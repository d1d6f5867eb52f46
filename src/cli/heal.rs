use std::path::PathBuf;
use std::sync::Arc;
use std::time::{Duration, Instant};

use anyhow::{anyhow, bail, Context, Result};
use clap::Args;
use locator_heal::metrics;
use locator_heal::{
    HealingHistory, HealingOrchestrator, HistoryAwareHealer, RecordingObserver, SelfHealer,
};
use selector_heal_cli::report::HealReport;
use selector_heal_cli::snapshot_io::{load_history, save_history};
use tokio::time::timeout;
use tracing::info;

use crate::cli::context::CliContext;
use crate::cli::output::print_report;

#[derive(Args, Clone, Debug)]
pub struct HealArgs {
    /// Locator that no longer matches, as `#id`
    #[arg(long)]
    pub locator: String,

    /// Snapshot taken while the locator still worked
    #[arg(long, value_name = "FILE")]
    pub baseline: PathBuf,

    /// Snapshot of the page as it is now
    #[arg(long, value_name = "FILE")]
    pub current: PathBuf,

    /// Keep at most N results
    #[arg(long)]
    pub limit: Option<usize>,

    /// Include pipeline trace events in the output
    #[arg(long)]
    pub trace: bool,

    /// Healing history file (overrides `history_path`)
    #[arg(long, value_name = "FILE")]
    pub history: Option<PathBuf>,

    /// Record the top result as accepted in the history
    #[arg(long)]
    pub accept_top: bool,
}

pub async fn cmd_heal(args: HealArgs, ctx: &CliContext) -> Result<()> {
    let baseline = ctx.snapshot(&args.baseline).await?;
    let current = ctx.snapshot(&args.current).await?;
    let baseline_url = baseline.url.clone();
    let current_url = current.url.clone();

    let mut options = ctx.config().heal.clone();
    if let Some(limit) = args.limit {
        options.max_results = Some(limit);
    }
    options.validate()?;

    let recorder = args.trace.then(|| Arc::new(RecordingObserver::new()));
    let mut orchestrator = HealingOrchestrator::with_options(options);
    if let Some(recorder) = &recorder {
        orchestrator = orchestrator.with_observer(recorder.clone());
    }

    let history_path = ctx.history_path(args.history.clone());
    if args.accept_top && history_path.is_none() {
        bail!("--accept-top needs --history or history_path in the configuration");
    }
    let history = match &history_path {
        Some(path) => Some(Arc::new(load_history(path).await?)),
        None => None,
    };
    let healer: Arc<dyn SelfHealer> = match &history {
        Some(history) => Arc::new(HistoryAwareHealer::new(
            Arc::new(orchestrator),
            history.clone(),
        )),
        None => Arc::new(orchestrator),
    };

    let started = Instant::now();
    let task = {
        let locator = args.locator.clone();
        tokio::task::spawn_blocking(move || healer.heal(&locator, &baseline, &current))
    };
    let joined = match ctx.config().timeout_ms {
        Some(ms) => timeout(Duration::from_millis(ms), task)
            .await
            .map_err(|_| anyhow!("healing {} timed out after {} ms", args.locator, ms))?,
        None => task.await,
    };
    let results = joined.context("healing task failed")?;
    let elapsed = started.elapsed();

    if args.accept_top {
        if let (Some(history), Some(path), Some(top)) = (&history, &history_path, results.first()) {
            history.record_accepted(&args.locator, &current_url, top.clone());
            save_history(path, history).await?;
            info!(selector = %top.selector, path = %path.display(), "Recorded accepted locator");
        }
    }

    let report = HealReport {
        locator: args.locator,
        baseline_url,
        current_url,
        duration_ms: elapsed.as_secs_f64() * 1000.0,
        results,
        events: recorder.as_ref().map(|recorder| recorder.events()),
        metrics: args.trace.then(metrics::snapshot),
    };
    print_report(ctx.output(), &report)
}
※ ※ ※
From the very first line of the data through the line with "pub struct HealArgs" in it, please reproduce each line exactly and output nothing more.

repository d1d6f5867eb52f46
filename src/cli/heal.rs
use std::path::PathBuf;
use std::sync::Arc;
use std::time::{Duration, Instant};

use anyhow::{anyhow, bail, Context, Result};
use clap::Args;
use locator_heal::metrics;
use locator_heal::{
    HealingHistory, HealingOrchestrator, HistoryAwareHealer, RecordingObserver, SelfHealer,
};
use selector_heal_cli::report::HealReport;
use selector_heal_cli::snapshot_io::{load_history, save_history};
use tokio::time::timeout;
use tracing::info;

use crate::cli::context::CliContext;
use crate::cli::output::print_report;

#[derive(Args, Clone, Debug)]
pub struct HealArgs {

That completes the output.